19th Premier of New Brunswick
- In office 14 September 1925 – 19 May 1931
- Monarch: George V
- Lieutenant Governor: William Frederick Todd Hugh Havelock McLean
- Preceded by: Peter J. Veniot
- Succeeded by: Charles D. Richards

Member of the Canadian Parliament for St. John—Albert
- In office 6 December 1921 – 23 July 1925 Serving with Murray MacLaren
- Preceded by: Rupert Wilson Wigmore
- Succeeded by: Thomas Bell

Minister of Customs and Excise
- In office 21 September 1921 – 29 December 1921
- Prime Minister: Arthur Meighen
- Preceded by: Rupert Wilson Wigmore
- Succeeded by: Jacques Bureau

Member of the Legislative Assembly of New Brunswick for Saint John County
- In office 7 December 1911 – 6 December 1921 Serving with Allister F. Bentley, Thomas B. Carson, and L. Murray Curran
- Preceded by: James Lowell
- Succeeded by: Allister F. Bentley
- In office 10 August 1925 – 19 May 1931 Serving with Frank L. Potts and H. Colby Smith
- Preceded by: Allister F. Bentley
- Succeeded by: Robert McAllister

Personal details
- Born: 16 February 1868 Saint John, New Brunswick, Canada
- Died: 27 December 1946 (aged 78) Saint John, New Brunswick, Canada
- Party: Conservative
- Spouse: Grace W. Coster ​(m. 1924)​
- Children: John B. M. Jr.; Frederick Coster Noel; Eleanor Crowden; and Mary Faith
- Education: King's College
- Occupation: Author; military officer; jurist; politician; warden;

Military service
- Branch/service: Canadian Militia Canadian Army
- Years of service: 1888–1912
- Rank: Lieutenant colonel
- Commands: 3rd Field Artillery Regiment

= John Babington Macaulay Baxter =

Canadian politician (1868–1946)

John Babington Macaulay Baxter (16 February 1868 – 27 December 1946) was a Canadian barrister and jurist who was the 19th premier of New Brunswick.

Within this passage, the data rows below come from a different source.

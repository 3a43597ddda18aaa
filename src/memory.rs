//! Durable print-history context store
//!
//! Keeps per-user and per-document print counts in a JSON snapshot so the
//! generated notifications can reference history ("the 5th time Dave has
//! printed"). The store is only ever touched by the consumer loop, so it
//! needs no locking. Every mutation is followed by a synchronous
//! best-effort save; a failed write keeps the in-memory store authoritative
//! for the rest of the session.

use crate::error::PersistenceError;
use crate::printer::PrintJob;
use chrono::{DateTime, Utc};
use serde::{Deserialize, Serialize};
use std::collections::BTreeMap;
use std::path::{Path, PathBuf};

/// History for one user or one document
#[derive(Debug, Clone, Serialize, Deserialize, PartialEq)]
pub struct HistoryEntry {
    pub print_count: u64,
    pub last_print_at: DateTime<Utc>,
}

/// On-disk snapshot shape
#[derive(Debug, Clone, Serialize, Deserialize, Default, PartialEq)]
pub struct MemoryData {
    pub users: BTreeMap<String, HistoryEntry>,
    pub documents: BTreeMap<String, HistoryEntry>,
}

/// The agent's long-term memory, backed by a JSON file
#[derive(Debug)]
pub struct Memory {
    path: PathBuf,
    data: MemoryData,
}

/// Integer to ordinal string: 1 -> "1st", 2 -> "2nd", 11 -> "11th", 21 -> "21st"
pub fn ordinal(n: u64) -> String {
    let suffix = if (11..=13).contains(&(n % 100)) {
        "th"
    } else {
        match n % 10 {
            1 => "st",
            2 => "nd",
            3 => "rd",
            _ => "th",
        }
    };
    format!("{}{}", n, suffix)
}

impl Memory {
    /// Load the snapshot from `path`.
    ///
    /// A missing file is the normal first run: an empty store is returned
    /// and persisted immediately. A corrupt file logs a warning and yields
    /// an empty in-memory store without overwriting the file; the next
    /// successful update will replace it.
    pub fn load(path: &Path) -> Memory {
        if !path.exists() {
            tracing::debug!("No memory snapshot at {:?}, starting fresh", path);
            let memory = Memory {
                path: path.to_path_buf(),
                data: MemoryData::default(),
            };
            if let Err(e) = memory.save() {
                tracing::warn!("Could not persist initial memory snapshot: {}", e);
            }
            return memory;
        }

        let data = match std::fs::read_to_string(path) {
            Ok(contents) => match serde_json::from_str(&contents) {
                Ok(data) => data,
                Err(e) => {
                    tracing::warn!(
                        "Could not parse {:?}, starting with a fresh memory: {}",
                        path,
                        e
                    );
                    MemoryData::default()
                }
            },
            Err(e) => {
                tracing::warn!(
                    "Could not read {:?}, starting with a fresh memory: {}",
                    path,
                    e
                );
                MemoryData::default()
            }
        };

        Memory {
            path: path.to_path_buf(),
            data,
        }
    }

    /// Persist the current snapshot. Pretty-printed so the file stays
    /// inspectable by hand.
    pub fn save(&self) -> Result<(), PersistenceError> {
        if let Some(parent) = self.path.parent() {
            std::fs::create_dir_all(parent).map_err(|source| PersistenceError::Write {
                path: self.path.clone(),
                source,
            })?;
        }

        let contents = serde_json::to_string_pretty(&self.data)?;
        std::fs::write(&self.path, contents).map_err(|source| PersistenceError::Write {
            path: self.path.clone(),
            source,
        })
    }

    /// Record `job` in the history and return the context summary.
    ///
    /// Counters for the user and the document are incremented (empty names
    /// are skipped), the snapshot is saved synchronously, and the summary
    /// reflects the updated counts. Save failures are logged, never fatal.
    pub fn update_and_summarize(&mut self, job: &PrintJob) -> String {
        let now = Utc::now();
        let mut parts = Vec::new();

        if !job.user.is_empty() {
            let entry = self
                .data
                .users
                .entry(job.user.clone())
                .or_insert(HistoryEntry {
                    print_count: 0,
                    last_print_at: now,
                });
            entry.print_count += 1;
            entry.last_print_at = now;
            parts.push(format!(
                "This is the {} time '{}' has printed.",
                ordinal(entry.print_count),
                job.user
            ));
        }

        if !job.document.is_empty() {
            let entry = self
                .data
                .documents
                .entry(job.document.clone())
                .or_insert(HistoryEntry {
                    print_count: 0,
                    last_print_at: now,
                });
            entry.print_count += 1;
            entry.last_print_at = now;
            // Only worth mentioning once the document is a repeat offender
            if entry.print_count > 1 {
                parts.push(format!(
                    "The document '{}' has been printed {} times before.",
                    job.document, entry.print_count
                ));
            }
        }

        if let Err(e) = self.save() {
            tracing::warn!("Could not persist memory snapshot: {}", e);
        }

        parts.join(" ")
    }

    /// Context summary without touching the counters.
    ///
    /// Used for events that are not fresh submissions when the config says
    /// counters update on new jobs only. Keys with no recorded history
    /// contribute nothing.
    pub fn summarize(&self, job: &PrintJob) -> String {
        let mut parts = Vec::new();

        if let Some(entry) = self.data.users.get(&job.user) {
            parts.push(format!(
                "This is the {} time '{}' has printed.",
                ordinal(entry.print_count),
                job.user
            ));
        }

        if let Some(entry) = self.data.documents.get(&job.document) {
            if entry.print_count > 1 {
                parts.push(format!(
                    "The document '{}' has been printed {} times before.",
                    job.document, entry.print_count
                ));
            }
        }

        parts.join(" ")
    }

    /// Recorded print count for a user (zero when never seen)
    pub fn user_print_count(&self, user: &str) -> u64 {
        self.data.users.get(user).map(|e| e.print_count).unwrap_or(0)
    }

    /// Recorded print count for a document (zero when never seen)
    pub fn document_print_count(&self, document: &str) -> u64 {
        self.data
            .documents
            .get(document)
            .map(|e| e.print_count)
            .unwrap_or(0)
    }
}
//! Response gateway: turns an event description into notification text
//!
//! Two sequential round trips per call against an OpenAI-compatible server
//! (LM Studio, llama.cpp server, ...): model discovery, then a chat
//! completion with the fixed personality prompt. Each step independently
//! retries transient failures a bounded number of times; terminal failures
//! surface as typed `GatewayError` values so the caller can skip dispatch
//! without inspecting message text.
//!
//! The HTTP client is blocking (ureq); the consumer loop calls `generate`
//! through `spawn_blocking`.

use crate::config::LlmConfig;
use crate::error::GatewayError;
use crate::personality::SYSTEM_PROMPT;
use serde::Deserialize;
use std::time::Duration;

/// Timeout for the model-list request
const MODEL_LIST_TIMEOUT: Duration = Duration::from_secs(10);
/// Timeout for the completion request
const COMPLETION_TIMEOUT: Duration = Duration::from_secs(20);
/// Attempts per round trip before giving up
const MAX_ATTEMPTS: u32 = 3;
/// Fixed delay between attempts
const RETRY_DELAY: Duration = Duration::from_secs(1);

/// Seam between the retry/prompt logic and the wire protocol
pub trait ChatBackend: Send + Sync {
    /// List the identifiers of models loaded on the server
    fn list_models(&self) -> Result<Vec<String>, GatewayError>;

    /// Run one non-streaming chat completion
    fn complete(&self, model: &str, system: &str, user: &str) -> Result<String, GatewayError>;
}

/// The gateway: retry policy + prompt construction + response sanitizing
pub struct Brain {
    backend: Box<dyn ChatBackend>,
}

impl Brain {
    /// Gateway over the configured HTTP endpoint
    pub fn new(config: &LlmConfig) -> Self {
        Self {
            backend: Box::new(HttpBackend::new(config)),
        }
    }

    /// Gateway over an arbitrary backend (used by tests)
    pub fn with_backend(backend: Box<dyn ChatBackend>) -> Self {
        Self { backend }
    }

    /// Generate a notification for `event_description`.
    ///
    /// An empty model list fails immediately with `GatewayError::NoModels`;
    /// that's a server configuration problem, not a transient fault.
    pub fn generate(&self, event_description: &str) -> Result<String, GatewayError> {
        let models = with_retries("model discovery", || self.backend.list_models())?;
        let model = models.first().ok_or(GatewayError::NoModels)?;
        tracing::debug!("Using model '{}'", model);

        let user_message = format!("Translate the following event: '{}'", event_description);
        let raw = with_retries("completion", || {
            self.backend.complete(model, SYSTEM_PROMPT, &user_message)
        })?;

        Ok(sanitize(&raw))
    }
}

/// Run `operation` up to `MAX_ATTEMPTS` times with a fixed delay between
/// attempts. Non-retryable errors short-circuit.
fn with_retries<T>(
    what: &str,
    mut operation: impl FnMut() -> Result<T, GatewayError>,
) -> Result<T, GatewayError> {
    let mut attempt = 1;
    loop {
        match operation() {
            Ok(value) => return Ok(value),
            Err(e) if e.is_retryable() && attempt < MAX_ATTEMPTS => {
                tracing::warn!(
                    "{} failed (attempt {}/{}), retrying: {}",
                    what,
                    attempt,
                    MAX_ATTEMPTS,
                    e
                );
                std::thread::sleep(RETRY_DELAY);
                attempt += 1;
            }
            Err(e) => {
                tracing::error!("{} failed after {} attempt(s): {}", what, attempt, e);
                return Err(e);
            }
        }
    }
}

/// Strip conversational preamble models sometimes prepend.
///
/// Applied once to the trimmed completion text: the substring between the
/// first pair of double quotes if any, else the text after the last colon,
/// else the text unchanged.
pub fn sanitize(raw: &str) -> String {
    let text = raw.trim();

    if text.contains('"') {
        if let Some(quoted) = text.split('"').nth(1) {
            return quoted.trim().to_string();
        }
    }
    if let Some((_, after)) = text.rsplit_once(':') {
        return after.trim().to_string();
    }

    text.to_string()
}

/// Blocking HTTP backend speaking the OpenAI-compatible wire format
pub struct HttpBackend {
    endpoint: String,
    temperature: f32,
}

#[derive(Deserialize)]
struct ModelList {
    data: Vec<ModelEntry>,
}

#[derive(Deserialize)]
struct ModelEntry {
    id: String,
}

#[derive(Deserialize)]
struct ChatResponse {
    choices: Vec<ChatChoice>,
}

#[derive(Deserialize)]
struct ChatChoice {
    message: ChatMessage,
}

#[derive(Deserialize)]
struct ChatMessage {
    content: String,
}

impl HttpBackend {
    pub fn new(config: &LlmConfig) -> Self {
        Self {
            endpoint: config.lm_studio_endpoint.trim_end_matches('/').to_string(),
            temperature: config.temperature,
        }
    }
}

fn map_ureq_error(e: ureq::Error) -> GatewayError {
    match e {
        ureq::Error::Status(code, resp) => {
            let body = resp.into_string().unwrap_or_default();
            GatewayError::HttpStatus(code, body)
        }
        ureq::Error::Transport(t) => GatewayError::Connection(t.to_string()),
    }
}

impl ChatBackend for HttpBackend {
    fn list_models(&self) -> Result<Vec<String>, GatewayError> {
        let url = format!("{}/models", self.endpoint);
        tracing::debug!("Querying models at {}", url);

        let response = ureq::get(&url)
            .timeout(MODEL_LIST_TIMEOUT)
            .call()
            .map_err(map_ureq_error)?;

        let list: ModelList = response
            .into_json()
            .map_err(|e| GatewayError::MalformedResponse(format!("model list: {}", e)))?;

        Ok(list.data.into_iter().map(|m| m.id).collect())
    }

    fn complete(&self, model: &str, system: &str, user: &str) -> Result<String, GatewayError> {
        let url = format!("{}/chat/completions", self.endpoint);

        let response = ureq::post(&url)
            .timeout(COMPLETION_TIMEOUT)
            .send_json(serde_json::json!({
                "model": model,
                "messages": [
                    { "role": "system", "content": system },
                    { "role": "user", "content": user },
                ],
                "temperature": self.temperature,
                "stream": false,
            }))
            .map_err(map_ureq_error)?;

        let parsed: ChatResponse = response
            .into_json()
            .map_err(|e| GatewayError::MalformedResponse(format!("completion: {}", e)))?;

        let content = parsed
            .choices
            .into_iter()
            .next()
            .map(|c| c.message.content)
            .ok_or_else(|| GatewayError::MalformedResponse("no choices in completion".into()))?;

        Ok(content.trim().to_string())
    }
}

Baxter rose to the rank of lieutenant colonel in the Canadian Army and was the author of Historical Records of the New Brunswick Regiment, Royal Artillery, published in 1896, about the 3rd Field Artillery Regiment which he would later command from 1907 to 1912. He also had a keen interest in genealogy and in 1943 the New Brunswick Museum published his book titled Simon Baxter - The first United Empire Loyalist to settle in New Brunswick, (Canada).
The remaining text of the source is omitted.